■ TASK DESCRIPTION ■
From the line bearing "pub fn split_adts(data: &[u8])" down to the final line of the records below, give every line again exactly and add nothing.

(Collected data)
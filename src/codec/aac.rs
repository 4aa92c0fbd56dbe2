use crate::utils::BitReader;
use crate::{HlsError, Result};
use bytes::Bytes;

/// Compact AAC codec parameters carried alongside an audio track.
///
/// Mirrors the MPEG-4 AudioSpecificConfig fields the TS muxer needs to build
/// ADTS headers.
#[derive(Debug, Clone, PartialEq)]
pub struct AudioSpecificConfig {
    /// MPEG-4 audio object type (2 = AAC-LC)
    pub object_type: u8,
    /// Sampling frequency index (4 = 44100 Hz)
    pub sampling_index: u8,
    /// Channel configuration (2 = stereo)
    pub channel_config: u8,
    /// Frame length flag (0 = 1024-sample frames)
    pub frame_length_flag: u8,
    /// Depends-on-core-coder flag
    pub depends_on_core_coder: u8,
    /// Extension flag
    pub extension_flag: u8,
}

impl Default for AudioSpecificConfig {
    fn default() -> Self {
        Self {
            object_type: 2,
            sampling_index: 4,
            channel_config: 2,
            frame_length_flag: 0,
            depends_on_core_coder: 0,
            extension_flag: 0,
        }
    }
}

impl AudioSpecificConfig {
    /// Parses the config out of an AAC sequence-header packet.
    ///
    /// The packet layout is two bytes of audio tag info (the second of which
    /// must be zero, marking a sequence header rather than a raw frame)
    /// followed by the two AudioSpecificConfig bytes.
    pub fn parse_sequence_header(audio: &[u8]) -> Result<Self> {
        if audio.len() < 4 {
            return Err(HlsError::BadAudioConfig(
                "sequence header shorter than 4 bytes".into(),
            ));
        }
        if audio[1] != 0 {
            return Err(HlsError::BadAudioConfig(
                "packet is not an AAC sequence header".into(),
            ));
        }

        Ok(Self {
            object_type: (audio[2] & 0xF8) >> 3,
            sampling_index: (audio[2] & 0x07) << 1 | (audio[3] >> 7),
            channel_config: (audio[3] >> 3) & 0x0F,
            frame_length_flag: (audio[3] >> 2) & 0x01,
            depends_on_core_coder: (audio[3] >> 1) & 0x01,
            extension_flag: audio[3] & 0x01,
        })
    }

    /// Builds the config from a parsed ADTS header
    pub fn from_adts(header: &AdtsHeader) -> Self {
        Self {
            object_type: header.profile + 1,
            sampling_index: header.sample_rate_index,
            channel_config: header.channel_configuration,
            ..Default::default()
        }
    }

    /// Returns the sampling rate in Hz, if the index is a defined one
    pub fn sample_rate(&self) -> Option<u32> {
        sample_rate_for_index(self.sampling_index)
    }

    /// Renders the 7-byte ADTS header framing a raw AAC frame of
    /// `raw_len` bytes.
    ///
    /// The ADTS frame-length field is 13 bits wide and covers header plus
    /// payload; frames that cannot be represented are rejected.
    pub fn adts_header(&self, raw_len: usize) -> Result<[u8; 7]> {
        let frame_length = raw_len + 7;
        if frame_length > 0x1FFF {
            return Err(HlsError::BadAudioConfig(format!(
                "aac frame of {} bytes exceeds the ADTS length field",
                raw_len
            )));
        }
        let frame_length = frame_length as u16;
        // ADTS profile is object type minus one
        let profile = self.object_type.saturating_sub(1) & 0x03;

        Ok([
            0xFF,
            0xF1, // MPEG-4, layer 0, no CRC
            (profile << 6) | ((self.sampling_index & 0x0F) << 2) | ((self.channel_config >> 2) & 0x01),
            ((self.channel_config & 0x03) << 6) | ((frame_length >> 11) & 0x03) as u8,
            ((frame_length >> 3) & 0xFF) as u8,
            (((frame_length & 0x07) << 5) as u8) | 0x1F, // buffer fullness = 0x7FF
            0xFC,
        ])
    }
}

/// A parsed 7-byte ADTS header
#[derive(Debug, Clone)]
pub struct AdtsHeader {
    /// MPEG version bit (0 = MPEG-4)
    pub id: u8,
    /// ADTS profile (object type minus one)
    pub profile: u8,
    /// Sampling frequency index
    pub sample_rate_index: u8,
    /// Channel configuration
    pub channel_configuration: u8,
    /// Whole frame length including the header, 13 bits
    pub frame_length: u16,
    /// True when no CRC words follow the header
    pub protection_absent: bool,
}

impl AdtsHeader {
    /// Parses an ADTS header from the start of `data`
    pub fn parse(data: &[u8]) -> Result<Self> {
        if data.len() < 7 {
            return Err(HlsError::BadAudioConfig("ADTS header too short".into()));
        }

        let mut reader = BitReader::new(data);
        let sync_word = reader.read_bits(12)?;
        if sync_word != 0xFFF {
            return Err(HlsError::BadAudioConfig("invalid ADTS sync word".into()));
        }

        let id = reader.read_bits(1)? as u8;
        reader.skip_bits(2)?; // layer
        let protection_absent = reader.read_bits(1)? == 1;
        let profile = reader.read_bits(2)? as u8;
        let sample_rate_index = reader.read_bits(4)? as u8;
        reader.skip_bits(1)?; // private bit
        let channel_configuration = reader.read_bits(3)? as u8;
        reader.skip_bits(4)?; // original/copy, home, copyright bits
        let frame_length = reader.read_bits(13)? as u16;

        if frame_length < 7 {
            return Err(HlsError::BadAudioConfig("ADTS frame length too small".into()));
        }

        Ok(Self {
            id,
            profile,
            sample_rate_index,
            channel_configuration,
            frame_length,
            protection_absent,
        })
    }

    /// Returns the sampling rate in Hz, if the index is a defined one
    pub fn sample_rate(&self) -> Option<u32> {
        sample_rate_for_index(self.sample_rate_index)
    }

    /// Size of the header in bytes (9 when CRC words are present)
    pub fn header_len(&self) -> usize {
        if self.protection_absent {
            7
        } else {
            9
        }
    }
}

fn sample_rate_for_index(index: u8) -> Option<u32> {
    match index {
        0 => Some(96000),
        1 => Some(88200),
        2 => Some(64000),
        3 => Some(48000),
        4 => Some(44100),
        5 => Some(32000),
        6 => Some(24000),
        7 => Some(22050),
        8 => Some(16000),
        9 => Some(12000),
        10 => Some(11025),
        11 => Some(8000),
        12 => Some(7350),
        _ => None,
    }
}

/// Splits a concatenation of ADTS frames into `(header, raw)` pairs.
///
/// Truncated or unparseable trailing bytes end the iteration; upstream
/// reports such corruption per frame without aborting the stream.
pub fn split_adts(data: &[u8]) -> Vec<(AdtsHeader, Bytes)> {
    let mut frames = Vec::new();
    let mut pos = 0;

    while pos + 7 <= data.len() {
        let Ok(header) = AdtsHeader::parse(&data[pos..]) else {
            break;
        };
        let frame_end = pos + header.frame_length as usize;
        if frame_end > data.len() {
            break;
        }
        let raw_start = pos + header.header_len();
        if raw_start <= frame_end {
            frames.push((
                header.clone(),
                Bytes::copy_from_slice(&data[raw_start..frame_end]),
            ));
        }
        pos = frame_end;
    }

    frames
}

■ EXERCISE SOLUTION ■
pub fn split_adts(data: &[u8]) -> Vec<(AdtsHeader, Bytes)> {
    let mut frames = Vec::new();
    let mut pos = 0;

    while pos + 7 <= data.len() {
        let Ok(header) = AdtsHeader::parse(&data[pos..]) else {
            break;
        };
        let frame_end = pos + header.frame_length as usize;
        if frame_end > data.len() {
            break;
        }
        let raw_start = pos + header.header_len();
        if raw_start <= frame_end {
            frames.push((
                header.clone(),
                Bytes::copy_from_slice(&data[raw_start..frame_end]),
            ));
        }
        pos = frame_end;
    }

    frames
}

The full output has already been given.